E a scuola tornano di moda le classi differenziate

C’è una scuola a New York un po’ speciale, che piacerebbe anche alla sinistra. Le alunne, tutte femmine, ottengono risultati brillanti e quasi la totalità (il 96%) riesce a ottenere l’accesso all’università. Si chiama Young Women’s Leadership School e accoglie ragazze dei quartieri difficili, come quelli di Harlem e Bronx, dove il 70% della gente vive sotto i limiti di povertà. È nata nel 1996 per tutelare le ragazze che vivevano in un ambiente dominato dai maschi. «Dentro le scuole, i problemi di intimidazione, di violenza o di abusi sessuali sono costanti. I ragazzi sono coloro che decidono le regole all’interno delle aule. Le ragazze subiscono e lasciano fare. Qui, questa pressione non esiste», dice la direttrice. Grazie a questa esperienza, la Young Women’s Leadership Foundation ha fondato altre scuole a New York, Philadelphia e Chicago.
La scuola al femminile, però, ha anche un profondo significato pedagogico che la pone al centro di un dibattito aperto in molti paesi occidentali. Molti infatti si domandano se le scuole differenziate, cioè soltanto femminili o maschili, siano una proposta formativa che possa farsi largo anche in situazioni di normalità. Più di trecento esperti riuniti a Roma si sono dichiarati favorevoli a una proposta formativa differenziata che sembra dare buoni frutti da un punto di vista educativo. «Chi riteneva le classi miste fossero una conquista sessantottina di parità, si deve ricredere» ha spiegato Valentina Aprea, presidente della commissione cultura della Camera che ha caldeggiato «una pluralità di modalità educative nella scuola italiana». Ma perché, con tutti i problemi che ha la scuola italiana, si deve sollevare anche il tema delle classi differenziate? I dati e le esperienza internazionali hanno rivelato risultati sorprendenti. Si parte da un punto fermo, scientifico: «Il modo di apprendere dipende dalle differenze di sesso - spiega Leonard Sax, noto psicologo americano - perché questa differenza incide sensibilmente sul funzionamento degli emisferi cerebrali. Nell’uomo, il cervello seleziona, analizza, conosce la realtà in maniera diversa a seconda che il soggetto sia maschio o femmina».
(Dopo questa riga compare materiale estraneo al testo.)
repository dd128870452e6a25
//! Service error taxonomy and its HTTP mapping.

use axum::{
    http::StatusCode,
    response::{IntoResponse, Response},
    Json,
};
use serde_json::json;
use tracing::error;

use super::{auth::token::TokenError, store::StoreError};

/// Per-field validation messages for a submitted form.
#[derive(Debug, Clone, Default, PartialEq, Eq, serde::Serialize)]
pub struct FormErrors(std::collections::BTreeMap<&'static str, Vec<String>>);

impl FormErrors {
    #[must_use]
    pub fn new() -> Self {
        Self::default()
    }

    pub fn add(&mut self, field: &'static str, message: impl Into<String>) {
        self.0.entry(field).or_default().push(message.into());
    }

    #[must_use]
    pub fn is_empty(&self) -> bool {
        self.0.is_empty()
    }

    #[must_use]
    pub fn field(&self, field: &str) -> &[String] {
        self.0.get(field).map(Vec::as_slice).unwrap_or_default()
    }

    /// `Ok(())` when no field failed.
    ///
    /// # Errors
    /// Returns `ServiceError::Validation` carrying every collected message.
    pub fn into_result(self) -> Result<(), ServiceError> {
        if self.is_empty() {
            Ok(())
        } else {
            Err(ServiceError::Validation(self))
        }
    }
}

#[derive(Debug, thiserror::Error)]
pub enum ServiceError {
    #[error("invalid form input")]
    Validation(FormErrors),
    #[error("email already registered")]
    DuplicateEmail,
    #[error("username already taken")]
    DuplicateUsername,
    #[error("already exists")]
    AlreadyExists,
    #[error("email address is already in use")]
    EmailInUse,
    #[error(transparent)]
    Token(#[from] TokenError),
    #[error("forbidden")]
    Forbidden,
    #[error("not found")]
    NotFound,
    #[error("email delivery failed")]
    TransientSendFailure,
    #[error(transparent)]
    Internal(#[from] anyhow::Error),
}

impl From<StoreError> for ServiceError {
    fn from(err: StoreError) -> Self {
        match err {
            StoreError::DuplicateEmail => Self::DuplicateEmail,
            StoreError::DuplicateUsername => Self::DuplicateUsername,
            StoreError::DuplicateName => Self::AlreadyExists,
            StoreError::NotFound => Self::NotFound,
            StoreError::Referenced => Self::Internal(anyhow::anyhow!("record is still referenced")),
            StoreError::Backend(source) => Self::Internal(source),
        }
    }
}

impl IntoResponse for ServiceError {
    fn into_response(self) -> Response {
        let (status, view) = match &self {
            Self::Validation(_)
            | Self::DuplicateEmail
            | Self::DuplicateUsername
            | Self::AlreadyExists
            | Self::EmailInUse
            | Self::Token(_) => (StatusCode::BAD_REQUEST, "errors/400.html"),
            Self::Forbidden => (StatusCode::FORBIDDEN, "errors/403.html"),
            Self::NotFound => (StatusCode::NOT_FOUND, "errors/404.html"),
            Self::TransientSendFailure => (StatusCode::SERVICE_UNAVAILABLE, "errors/503.html"),
            Self::Internal(err) => {
                error!("Internal error: {err:#}");
                (StatusCode::INTERNAL_SERVER_ERROR, "errors/500.html")
            }
        };
        // Token failures never reveal whether the token was expired or tampered with.
        let message = match &self {
            Self::Token(_) => "The link is invalid or has expired.".to_string(),
            Self::Internal(_) => "Internal server error".to_string(),
            other => other.to_string(),
        };
        (
            status,
            Json(json!({ "view": view, "flashes": [], "error": message })),
        )
            .into_response()
    }
}
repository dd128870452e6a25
use crate::cli::actions::{server, Action};
use anyhow::Result;

/// Execute the provided action.
/// # Errors
/// Returns an error if the action fails.
pub async fn execute(action: Action) -> Result<()> {
    match action {
        Action::Server(args) => server::execute(args).await,
    }
}
//! Cookie sessions: login, logout and per-request identity resolution.

use anyhow::Context;
use axum::http::{
    header::{InvalidHeaderValue, COOKIE},
    HeaderMap, HeaderValue,
};
use tracing::{debug, error};

use super::{
    identity::{CurrentUser, Identity},
    utils::{generate_session_token, hash_session_token},
};
use crate::api::{
    error::ServiceError,
    state::{AppState, AuthConfig},
    store::StoreError,
};

pub const SESSION_COOKIE_NAME: &str = "agora_session";

/// Start a session for `user` and return the `Set-Cookie` value.
///
/// With `remember`, the cookie outlives the browser session for the remember TTL.
/// Without it, the cookie has no `Max-Age` and the server-side row expires after
/// the regular session TTL.
///
/// # Errors
/// Returns an error if the token cannot be generated or stored.
pub async fn login(
    state: &AppState,
    user: &CurrentUser,
    remember: bool,
) -> Result<HeaderValue, ServiceError> {
    let token = generate_session_token()?;
    let ttl_seconds = if remember {
        state.config().remember_ttl_seconds()
    } else {
        state.config().session_ttl_seconds()
    };
    state
        .store()
        .create_session(&hash_session_token(&token), user.id, ttl_seconds, remember)
        .await?;
    debug!(user_id = user.id, remember, "session created");
    let cookie = session_cookie(state.config(), &token, remember.then_some(ttl_seconds))
        .context("failed to build session cookie")?;
    Ok(cookie)
}

/// End the current session, if any, and return a cookie that clears it.
/// Always clears the cookie, even if the session record was missing.
pub async fn logout(state: &AppState, headers: &HeaderMap) -> Option<HeaderValue> {
    if let Some(token) = read_cookie(headers, SESSION_COOKIE_NAME) {
        let token_hash = hash_session_token(&token);
        if let Err(err) = state.store().delete_session(&token_hash).await {
            error!("Failed to delete session: {err}");
        }
    }
    clear_session_cookie(state.config()).ok()
}

/// Revoke every session of an account.
///
/// # Errors
/// Returns the storage error if the delete fails.
pub async fn logout_everywhere(state: &AppState, user_id: i64) -> Result<u64, StoreError> {
    let removed = state.store().delete_user_sessions(user_id).await?;
    debug!(user_id, removed, "revoked all sessions");
    Ok(removed)
}

/// Resolve the session cookie into an identity with one keyed lookup.
/// Missing, unknown or expired sessions are anonymous.
///
/// # Errors
/// Returns the storage error if the lookup itself fails.
pub async fn current(state: &AppState, headers: &HeaderMap) -> Result<Identity, StoreError> {
    let Some(token) = read_cookie(headers, SESSION_COOKIE_NAME) else {
        return Ok(Identity::Anonymous);
    };
    // Only the hash is stored; never compare raw tokens against the database.
    let token_hash = hash_session_token(&token);
    Ok(state
        .store()
        .lookup_session(&token_hash)
        .await?
        .map_or(Identity::Anonymous, Identity::Authenticated))
}

/// Build an `HttpOnly` cookie for the session token.
pub(crate) fn session_cookie(
    config: &AuthConfig,
    token: &str,
    max_age_seconds: Option<i64>,
) -> Result<HeaderValue, InvalidHeaderValue> {
    let mut cookie = format!("{SESSION_COOKIE_NAME}={token}; Path=/; HttpOnly; SameSite=Lax");
    if let Some(max_age) = max_age_seconds {
        cookie.push_str(&format!("; Max-Age={max_age}"));
    }
    if config.session_cookie_secure() {
        cookie.push_str("; Secure");
    }
    HeaderValue::from_str(&cookie)
}

pub(crate) fn clear_session_cookie(config: &AuthConfig) -> Result<HeaderValue, InvalidHeaderValue> {
    let mut cookie = format!("{SESSION_COOKIE_NAME}=; Path=/; HttpOnly; SameSite=Lax; Max-Age=0");
    if config.session_cookie_secure() {
        cookie.push_str("; Secure");
    }
    HeaderValue::from_str(&cookie)
}

/// Read a cookie by name across every `Cookie` header.
pub(crate) fn read_cookie(headers: &HeaderMap, name: &str) -> Option<String> {
    headers
        .get_all(COOKIE)
        .iter()
        .filter_map(|value| value.to_str().ok())
        .flat_map(|value| value.split(';'))
        .filter_map(|pair| {
            let (key, val) = pair.trim().split_once('=')?;
            (key.trim() == name).then(|| val.trim().to_string())
        })
        .find(|val| !val.is_empty())
}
Da qui l’idea mettere nelle condizioni, maschi e femmine di apprendere nel modo migliore. Che ha raccolto un sacco di adepti in tutto il mondo. Le 210mila scuole a educazione differenziata vengono frequentate da 40 milioni di alunni. E l’Easse (European association single-sex education» ha rivelato gli aspetti positivi di questa scelta. Nel Regno unito, per esempio, esistono 1002 scuole differenziate, di cui più di 400 statali. Ben 81 di queste sono state elencate tra le cento scuole con i migliori risultati. In Italia gli esempi positivi non mancano. Come a Palermo, dove esiste Imera, una scuola nata 32 anni fa. Attualmente è frequentata da 200 alunne. È di ispirazione cristiana, c’è la preghiera del mattino, la divisa scolastica e per il resto non cambia nulla rispetto a una scuola statale. Il programma è ministeriale, l’impostazione è laica. È solo tutta al femminile. Una soluzione vista da molti con sufficienza. Ma Silvia Nardegan, direttrice dell’istituto, racconta che i ragazzi «all’inizio pensano sia una scuola controcorrente, poi capiscono l’importanza delle classi differenziate che non dividono ma distinguono e personalizzano. Tra maschi e femmine, infatti, il divario è enorme e gli interessi sono molti diversi». La direttrice infatti spiega che le alunne «si sentono a proprio agio in un contesto omogeneo, non sono sotto pressione».

I risultati? Sulla pagella. «C’è una media superiore a quella nazionale e le ragazze mediamente prendono il massimo dei voti. Inoltre la loro scelta per le superiori e l’università è spesso orientata nell’ambito scientifico».